> _Exercise_
Within the entries below, find the portion that opens with the line containing "self.decoded += 1;" and closes with the line containing "if w == 0 || h". Retype that portion exactly and only.

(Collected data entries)
::::::::
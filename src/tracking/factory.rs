// Ultralytics 🚀 AGPL-3.0 License - https://ultralytics.com/license
//! 跟踪器工厂
//!
//! 跟踪器是一个封闭集合, 由 `TrackerKind` 选择, 通过工厂构建。
//! 流水线持有 `dyn TrackerFactory`, 测试可注入脚本跟踪器。

use std::fmt;
use std::str::FromStr;

use log::info;
use serde::{Deserialize, Serialize};

use super::bytetrack::ByteTracker;
use super::iou::IouTracker;
use super::tracker::MultiObjectTracker;
use crate::error::{Result, SentinelError};

/// 跟踪器类型
#[derive(Debug, Clone, Copy, PartialEq, Eq, Default, Serialize, Deserialize)]
#[serde(rename_all = "lowercase")]
pub enum TrackerKind {
    #[default]
    ByteTrack,
    Iou,
}

impl TrackerKind {
    pub const ALL: [TrackerKind; 2] = [TrackerKind::ByteTrack, TrackerKind::Iou];

    pub fn as_str(&self) -> &'static str {
        match self {
            TrackerKind::ByteTrack => "bytetrack",
            TrackerKind::Iou => "iou",
        }
    }

    /// 切换到该跟踪器时使用的默认参数
    pub fn default_params(&self) -> TrackerParams {
        match self {
            TrackerKind::ByteTrack => TrackerParams {
                min_hits: 5,
                max_age: 1000,
                detection_threshold: 0.4,
            },
            TrackerKind::Iou => TrackerParams {
                min_hits: 3,
                max_age: 30,
                detection_threshold: 0.4,
            },
        }
    }
}

impl fmt::Display for TrackerKind {
    fn fmt(&self, f: &mut fmt::Formatter<'_>) -> fmt::Result {
        f.write_str(self.as_str())
    }
}

impl FromStr for TrackerKind {
    type Err = SentinelError;

    fn from_str(s: &str) -> Result<Self> {
        match s.trim().to_lowercase().as_str() {
            "bytetrack" | "byte_track" | "byte" => Ok(TrackerKind::ByteTrack),
            "iou" => Ok(TrackerKind::Iou),
            _ => Err(SentinelError::invalid(
                "tracker",
                s,
                "expected one of: bytetrack, iou",
            )),
        }
    }
}

/// 跟踪器数值参数
#[derive(Debug, Clone, Copy, PartialEq, Serialize, Deserialize)]
pub struct TrackerParams {
    /// 轨迹 age 必须严格大于该值才会被绘制/计数
    pub min_hits: u32,
    /// 轨迹最多允许连续丢失的帧数
    pub max_age: u32,
    /// 高分检测阈值
    pub detection_threshold: f32,
}

impl Default for TrackerParams {
    fn default() -> Self {
        TrackerKind::default().default_params()
    }
}

impl TrackerParams {
    pub fn validate(&self) -> Result<()> {
        if self.max_age == 0 {
            return Err(SentinelError::invalid("max_age", self.max_age, "must be at least 1"));
        }
        if !(self.detection_threshold > 0.0 && self.detection_threshold < 1.0) {
            return Err(SentinelError::invalid(
                "detection_threshold",
                self.detection_threshold,
                "must be between 0 and 1 (exclusive)",
            ));
        }
        Ok(())
    }
}

pub trait TrackerFactory: Send + Sync {
    fn build(
        &self,
        kind: TrackerKind,
        params: &TrackerParams,
        box_threshold: f32,
    ) -> anyhow::Result<Box<dyn MultiObjectTracker>>;
}

/// 内置跟踪器工厂
#[derive(Debug, Default, Clone, Copy)]
pub struct DefaultTrackerFactory;

impl TrackerFactory for DefaultTrackerFactory {
    fn build(
        &self,
        kind: TrackerKind,
        params: &TrackerParams,
        box_threshold: f32,
    ) -> anyhow::Result<Box<dyn MultiObjectTracker>> {
        params.validate()?;
        let tracker: Box<dyn MultiObjectTracker> = match kind {
            TrackerKind::ByteTrack => Box::new(ByteTracker::new(params, box_threshold)),
            TrackerKind::Iou => Box::new(IouTracker::new(params, box_threshold)),
        };
        info!(
            "🎯 跟踪器: {} (min_hits={}, max_age={}, det_thresh={:.2})",
            kind, params.min_hits, params.max_age, params.detection_threshold
        );
        Ok(tracker)
    }
}
// Ultralytics 🚀 AGPL-3.0 License - https://ultralytics.com/license
//! FFmpeg 输入: 视频文件 / 本地摄像头
//!
//! 解码在独立线程中进行, 由 `RgbFilter` 把 YUV420P 帧转成 `RgbImage`
//! 经有界通道交给处理线程。文件模式阻塞发送 (不丢帧), 摄像头模式满则丢弃。

use std::path::Path;
use std::thread::{self, JoinHandle};
use std::time::Duration;

use crossbeam_channel::{bounded, Receiver, RecvTimeoutError, Sender, TrySendError};
use ez_ffmpeg::core::context::null_output::create_null_output;
use ez_ffmpeg::filter::frame_filter::FrameFilter;
use ez_ffmpeg::filter::frame_filter_context::FrameFilterContext;
use ez_ffmpeg::filter::frame_pipeline_builder::FramePipelineBuilder;
use ez_ffmpeg::{AVMediaType, FfmpegContext, Frame, Input};
use image::RgbImage;
use log::{debug, error, info, warn};

use super::source::FrameSource;
use crate::error::{Result, SentinelError};

/// 摄像头帧率未知时的估计值
pub const CAMERA_FPS_GUESS: f64 = 5.0;

const CHANNEL_DEPTH: usize = 8;
const MAX_DIMENSION: u32 = 8192;

#[derive(Clone)]
struct RgbFilter {
    tx: Sender<RgbImage>,
    blocking: bool,
    decoded: usize,
    dropped: usize,
}

impl FrameFilter for RgbFilter {
    fn media_type(&self) -> AVMediaType {
        AVMediaType::AVMEDIA_TYPE_VIDEO
    }

    fn init(&mut self, _ctx: &FrameFilterContext) -> std::result::Result<(), String> {
        info!("✅ 解码线程启动");
        Ok(())
    }

    fn filter_frame(
        &mut self,
        frame: Frame,
        _ctx: &FrameFilterContext,
    ) -> std::result::Result<Option<Frame>, String> {
        let Some(img) = (unsafe { frame_to_rgb(&frame) }) else {
            self.dropped += 1;
            return Ok(None);
        };
        self.decoded += 1;

        if self.blocking {
            // 接收端关闭说明处理已停止
            self.tx.send(img).map_err(|_| "receiver closed".to_string())?;
        } else {
            match self.tx.try_send(img) {
                Ok(()) => {}
                Err(TrySendError::Full(_)) => self.dropped += 1,
                Err(TrySendError::Disconnected(_)) => return Err("receiver closed".to_string()),
            }
        }
        Ok(Some(frame))
    }

    fn uninit(&mut self, _ctx: &FrameFilterContext) {
        info!(
            "✅ 解码线程退出: 解码 {} 帧, 丢弃 {} 帧",
            self.decoded, self.dropped
        );
    }
}

/// YUV420P → RGB, 空帧/损坏帧返回 None
unsafe fn frame_to_rgb(frame: &Frame) -> Option<RgbImage> {
    if frame.as_ptr().is_null() || frame.is_empty() || frame.is_corrupt() {
        return None;
    }
    let raw = &*frame.as_ptr();
    let (w, h) = (raw.width as u32, raw.height as u32);
    if w == 0 || h == 0 || w > MAX_DIMENSION || h > MAX_DIMENSION {
        return None;
    }

    let (y_plane, u_plane, v_plane) = (raw.data[0], raw.data[1], raw.data[2]);
    let y_stride = raw.linesize[0] as usize;
    let uv_stride = raw.linesize[1] as usize;
    if y_plane.is_null() || u_plane.is_null() || v_plane.is_null() {
        return None;
    }
    if y_stride < w as usize || uv_stride < (w as usize).div_ceil(2) {
        return None;
    }

    let mut img = RgbImage::new(w, h);
    for (y, row) in img.rows_mut().enumerate() {
        let y_row = y * y_stride;
        let uv_row = (y >> 1) * uv_stride;
        for (x, px) in row.enumerate() {
            let luma = *y_plane.add(y_row + x) as i32;
            let u = *u_plane.add(uv_row + (x >> 1)) as i32 - 128;
            let v = *v_plane.add(uv_row + (x >> 1)) as i32 - 128;
            px.0 = yuv_to_rgb(luma, u, v);
        }
    }
    Some(img)
}

/// BT.601 定点系数 (×128)
#[inline]
fn yuv_to_rgb(luma: i32, u: i32, v: i32) -> [u8; 3] {
    [
        (luma + ((v * 179) >> 7)).clamp(0, 255) as u8,
        (luma - ((u * 44) >> 7) - ((v * 91) >> 7)).clamp(0, 255) as u8,
        (luma + ((u * 227) >> 7)).clamp(0, 255) as u8,
    ]
}

/// 视频文件或摄像头帧源
pub struct FfmpegSource {
    name: String,
    rx: Receiver<RgbImage>,
    fps: f64,
    live: bool,
    worker: Option<JoinHandle<()>>,
}

impl FfmpegSource {
    /// 打开视频文件
    pub fn open_file<P: AsRef<Path>>(path: P, fps: f64) -> Result<Self> {
        let path = path.as_ref();
        if !path.is_file() {
            return Err(SentinelError::setup(format!("视频文件不存在: {}", path.display())));
        }
        let url = path.display().to_string();
        Self::spawn(url.clone(), Input::new(url), fps, false)
    }

    /// 打开本地摄像头 (DirectShow / AVFoundation / V4L2)
    pub fn open_camera(index: usize, width: u32, height: u32) -> Result<Self> {
        let url = camera_url(index)?;

        #[cfg(target_os = "windows")]
        let format = "dshow";
        #[cfg(target_os = "macos")]
        let format = "avfoundation";
        #[cfg(not(any(target_os = "windows", target_os = "macos")))]
        let format = "v4l2";

        let size = format!("{}x{}", width, height);
        info!("📷 摄像头: {} ({}, {})", url, format, size);
        let input = Input::new(url.clone())
            .set_format(format)
            .set_input_opts([("video_size", size.as_str())].into());
        Self::spawn(url, input, CAMERA_FPS_GUESS, true)
    }

    fn spawn(name: String, input: Input, fps: f64, live: bool) -> Result<Self> {
        let (tx, rx) = bounded(CHANNEL_DEPTH);
        let filter = RgbFilter {
            tx,
            blocking: !live,
            decoded: 0,
            dropped: 0,
        };

        let pipe: FramePipelineBuilder = AVMediaType::AVMEDIA_TYPE_VIDEO.into();
        let pipe = pipe.filter("rgb", Box::new(filter));
        let out = create_null_output().add_frame_pipeline(pipe);

        let ctx = FfmpegContext::builder()
            .input(input)
            .output(out)
            .build()
            .map_err(|e| SentinelError::setup(format!("无法打开输入 {}: {}", name, e)))?;
        let sch = ctx
            .start()
            .map_err(|e| SentinelError::setup(format!("无法启动解码 {}: {}", name, e)))?;

        let worker_name = name.clone();
        let worker = thread::spawn(move || {
            if let Err(e) = sch.wait() {
                error!("❌ 解码结束异常 {}: {}", worker_name, e);
            }
            debug!("解码循环结束: {}", worker_name);
        });

        Ok(Self {
            name,
            rx,
            fps,
            live,
            worker: Some(worker),
        })
    }
}

fn camera_url(index: usize) -> Result<String> {
    #[cfg(target_os = "windows")]
    {
        let devices = ez_ffmpeg::device::get_input_video_devices()
            .map_err(|e| SentinelError::setup(format!("获取摄像头列表失败: {}", e)))?;
        let name = devices
            .get(index)
            .ok_or_else(|| SentinelError::setup(format!("摄像头 {} 不存在", index)))?;
        Ok(format!("video={}", name))
    }
    #[cfg(target_os = "macos")]
    {
        Ok(index.to_string())
    }
    #[cfg(not(any(target_os = "windows", target_os = "macos")))]
    {
        Ok(format!("/dev/video{}", index))
    }
}

impl FrameSource for FfmpegSource {
    fn name(&self) -> String {
        self.name.clone()
    }

    fn fps(&self) -> f64 {
        self.fps
    }

    fn total_frames(&self) -> Option<usize> {
        None
    }

    fn is_live(&self) -> bool {
        self.live
    }

    fn next_frame(&mut self) -> anyhow::Result<Option<RgbImage>> {
        loop {
            match self.rx.recv_timeout(Duration::from_secs(5)) {
                Ok(img) => return Ok(Some(img)),
                Err(RecvTimeoutError::Timeout) if self.live => {
                    anyhow::bail!("摄像头 5 秒未产生画面")
                }
                Err(RecvTimeoutError::Timeout) => {
                    warn!("⚠️ 等待解码超时: {}", self.name);
                }
                Err(RecvTimeoutError::Disconnected) => return Ok(None),
            }
        }
    }
}

impl Drop for FfmpegSource {
    fn drop(&mut self) {
        // 关闭接收端让解码线程退出
        let (_, rx) = bounded(0);
        drop(std::mem::replace(&mut self.rx, rx));
        if let Some(worker) = self.worker.take() {
            if !self.live {
                let _ = worker.join();
            }
        }
    }
}

#[cfg(test)]
mod tests {
    use super::*;

    #[test]
    fn yuv_conversion_matches_reference_points() {
        assert_eq!(yuv_to_rgb(0, 0, 0), [0, 0, 0]);
        assert_eq!(yuv_to_rgb(255, 0, 0), [255, 255, 255]);
        // 纯红 (BT.601): Y=76 U=-43 V=127
        let [r, g, b] = yuv_to_rgb(76, -43, 127);
        assert!(r > 240 && g < 20 && b < 20);
    }
}
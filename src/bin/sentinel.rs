// Ultralytics 🚀 AGPL-3.0 License - https://ultralytics.com/license
/// 目标计数 (Sentinel counter)
///
/// 按轨迹 ID 对视频中的目标计数, 每个 ID 只计一次。
///
/// 系统架构:
/// 1. 主线程:   帧源 → 检测 → 跟踪 → 计数 → 绘制 → 保存
/// 2. 定时线程: 每 N 分钟清零统计 (可选)
/// 3. 推送线程: 最新画面写入 `<output>/output/live.jpg`
use std::fs;
use std::path::{Path, PathBuf};
use std::sync::Arc;

use anyhow::{bail, Context};
use clap::Parser;
use log::{info, warn};
use sentinel_counter::input::{FrameSource, ImageSequenceSource};
use sentinel_counter::output::spawn_stream_consumer;
use sentinel_counter::render::load_font;
use sentinel_counter::settings::{GeneralSettings, GPU_DEVICE};
use sentinel_counter::{
    DefaultTrackerFactory, FramePipeline, FrameStream, Profile, ReplayDetector, Session,
    SettingOrchestrator, StreamMessage, VideoFormat,
};

/// 目标计数参数
#[derive(Parser, Debug)]
#[command(author, version, about = "目标计数 - 按轨迹ID统计视频中的目标", long_about = None)]
struct Args {
    /// 输入: 图片目录或视频文件
    #[arg(short, long)]
    input: Option<PathBuf>,

    /// 使用本地摄像头
    #[arg(long)]
    camera_mode: bool,

    /// 摄像头索引
    #[arg(long, default_value_t = 0)]
    camera_index: usize,

    #[arg(long, default_value_t = 1920)]
    camera_width: u32,

    #[arg(long, default_value_t = 1080)]
    camera_height: u32,

    /// 输出画面宽度
    #[arg(long, default_value_t = 1920)]
    screen_width: u32,

    /// 输出画面高度
    #[arg(long, default_value_t = 1080)]
    screen_height: u32,

    /// 文件模式按源帧率处理
    #[arg(long, default_value_t = true, action = clap::ArgAction::Set)]
    realistic: bool,

    /// 在GPU上推理 (cuda:0)
    #[arg(long)]
    gpu: bool,

    /// 保存所有原始帧
    #[arg(long)]
    save_all_frames: bool,

    /// 保存结果视频
    #[arg(long)]
    save_results: bool,

    /// 出现新目标时保存截图
    #[arg(long)]
    save_new_objects: bool,

    /// 每隔 N 分钟清零统计, 0 表示关闭
    #[arg(long, default_value_t = 0.0)]
    reset_stats_min: f64,

    /// 跳过开头的帧数 (文件模式)
    #[arg(long, default_value_t = 0)]
    skip_frames: usize,

    /// 输入帧率 (图片目录/视频文件)
    #[arg(long)]
    fps: Option<f64>,

    /// 输出目录, 默认 ~/Downloads
    #[arg(short, long)]
    output: Option<PathBuf>,

    /// 结果视频格式: gif 或 mp4
    #[arg(long, default_value = "gif")]
    video_format: VideoFormat,

    /// JSON 配置档
    #[arg(long, default_value = "sentinel.json")]
    profile: PathBuf,

    /// 每帧检测结果 (JSON Lines)
    #[arg(short, long)]
    detections: PathBuf,

    /// 文本字体 (TTF/OTF), 不指定则不绘制文字
    #[arg(long)]
    font: Option<PathBuf>,

    /// 逐项修改设置: --set box_threshold=0.5
    #[arg(long = "set", value_name = "FIELD=VALUE")]
    overrides: Vec<String>,
}

fn main() -> anyhow::Result<()> {
    env_logger::Builder::from_env(env_logger::Env::default().default_filter_or("info")).init();
    let args = Args::parse();

    info!("🚀 目标计数启动");

    // ========== 配置 ==========
    let profile = Profile::load(&args.profile);
    profile.print_summary();

    let session = Session::default().shared();
    let orchestrator = SettingOrchestrator::new(session.clone());
    profile.apply(&orchestrator).context("配置档无效")?;
    apply_args(&orchestrator, &args)?;
    for item in &args.overrides {
        let Some((field, value)) = item.split_once('=') else {
            bail!("--set 需要 FIELD=VALUE 格式: {}", item);
        };
        orchestrator
            .apply(field, value)
            .with_context(|| format!("无法应用 --set {}", item))?;
    }
    let general = orchestrator.snapshot().general;

    // ========== 检测器 / 字体 ==========
    let detector = ReplayDetector::open(&args.detections)
        .with_context(|| format!("无法加载检测结果 {}", args.detections.display()))?;
    info!("📦 检测回放: {} 帧", detector.len());
    orchestrator.load_detector(Box::new(detector));

    let font = match &args.font {
        Some(path) => match load_font(path) {
            Ok(f) => Some(f),
            Err(e) => {
                warn!("⚠️ 字体加载失败, 不绘制文字: {:#}", e);
                None
            }
        },
        None => None,
    };

    // ========== 实时画面 ==========
    let live_dir = general.output_folder.join("output");
    fs::create_dir_all(&live_dir)
        .with_context(|| format!("无法创建输出目录 {}", live_dir.display()))?;
    let live_path = live_dir.join("live.jpg");
    let stream = FrameStream::new();
    let consumer = spawn_stream_consumer(stream.clone(), move |msg| {
        if let StreamMessage::Frame(bytes) = msg {
            if let Err(e) = fs::write(&live_path, bytes.as_slice()) {
                warn!("⚠️ 写入实时画面失败: {}", e);
            }
        }
        true
    });

    // ========== 运行 ==========
    let source = open_source(&general, &args)?;
    let mut pipeline = FramePipeline::new(session, Arc::new(DefaultTrackerFactory))
        .with_font(font)
        .with_stream(stream);
    let summary = pipeline.run(source).context("运行失败")?;

    if consumer.join().is_err() {
        warn!("⚠️ 推送线程异常退出");
    }

    if let Some(counts) = &summary.counts {
        for (class, n) in counts.non_zero() {
            info!("📊 {}: {}", class, n);
        }
        info!("📊 合计: {}", counts.total());
    }
    if let Some(video) = &summary.video {
        info!("💾 结果视频: {}", video.display());
    }
    Ok(())
}

/// 命令行参数同样经过设置协调器校验
fn apply_args(orchestrator: &SettingOrchestrator, args: &Args) -> anyhow::Result<()> {
    orchestrator.set_camera_mode(args.camera_mode)?;
    orchestrator.set_camera_index(args.camera_index)?;
    orchestrator.set_camera_dimensions(args.camera_width, args.camera_height)?;
    orchestrator.set_screen_dimensions(args.screen_width, args.screen_height)?;
    orchestrator.set_realistic_processing(args.realistic)?;
    orchestrator.set_save_all_frames(args.save_all_frames)?;
    orchestrator.set_save_results(args.save_results)?;
    orchestrator.set_save_new_objects(args.save_new_objects)?;
    orchestrator.set_reset_stats_min(args.reset_stats_min)?;
    orchestrator.set_skip_frames(args.skip_frames)?;
    orchestrator.set_video_format(args.video_format)?;
    if let Some(output) = &args.output {
        orchestrator.set_output_folder(output.clone())?;
    }
    if args.gpu {
        orchestrator.set_device(GPU_DEVICE)?;
    }
    Ok(())
}

fn open_source(general: &GeneralSettings, args: &Args) -> anyhow::Result<Box<dyn FrameSource>> {
    if general.camera_mode {
        return open_camera(general);
    }
    let Some(input) = &args.input else {
        bail!("需要 --input 或 --camera-mode");
    };
    if input.is_dir() {
        return Ok(Box::new(ImageSequenceSource::open(input, args.fps)?));
    }
    open_video_file(input, args.fps)
}

#[cfg(feature = "ffmpeg")]
fn open_camera(general: &GeneralSettings) -> anyhow::Result<Box<dyn FrameSource>> {
    let camera = sentinel_counter::input::FfmpegSource::open_camera(
        general.camera_index,
        general.camera_width,
        general.camera_height,
    )?;
    Ok(Box::new(camera))
}

#[cfg(not(feature = "ffmpeg"))]
fn open_camera(_general: &GeneralSettings) -> anyhow::Result<Box<dyn FrameSource>> {
    bail!("摄像头模式需要启用 `ffmpeg` 功能")
}

#[cfg(feature = "ffmpeg")]
fn open_video_file(input: &Path, fps: Option<f64>) -> anyhow::Result<Box<dyn FrameSource>> {
    let fps = fps.unwrap_or(sentinel_counter::input::DEFAULT_SEQUENCE_FPS);
    Ok(Box::new(sentinel_counter::input::FfmpegSource::open_file(input, fps)?))
}

#[cfg(not(feature = "ffmpeg"))]
fn open_video_file(input: &Path, _fps: Option<f64>) -> anyhow::Result<Box<dyn FrameSource>> {
    bail!("视频文件输入需要启用 `ffmpeg` 功能: {}", input.display())
}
::::::::
> _Result of this task_
        self.decoded += 1;

        if self.blocking {
            // 接收端关闭说明处理已停止
            self.tx.send(img).map_err(|_| "receiver closed".to_string())?;
        } else {
            match self.tx.try_send(img) {
                Ok(()) => {}
                Err(TrySendError::Full(_)) => self.dropped += 1,
                Err(TrySendError::Disconnected(_)) => return Err("receiver closed".to_string()),
            }
        }
        Ok(Some(frame))
    }

    fn uninit(&mut self, _ctx: &FrameFilterContext) {
        info!(
            "✅ 解码线程退出: 解码 {} 帧, 丢弃 {} 帧",
            self.decoded, self.dropped
        );
    }
}

/// YUV420P → RGB, 空帧/损坏帧返回 None
unsafe fn frame_to_rgb(frame: &Frame) -> Option<RgbImage> {
    if frame.as_ptr().is_null() || frame.is_empty() || frame.is_corrupt() {
        return None;
    }
    let raw = &*frame.as_ptr();
    let (w, h) = (raw.width as u32, raw.height as u32);
    if w == 0 || h == 0 || w > MAX_DIMENSION || h > MAX_DIMENSION {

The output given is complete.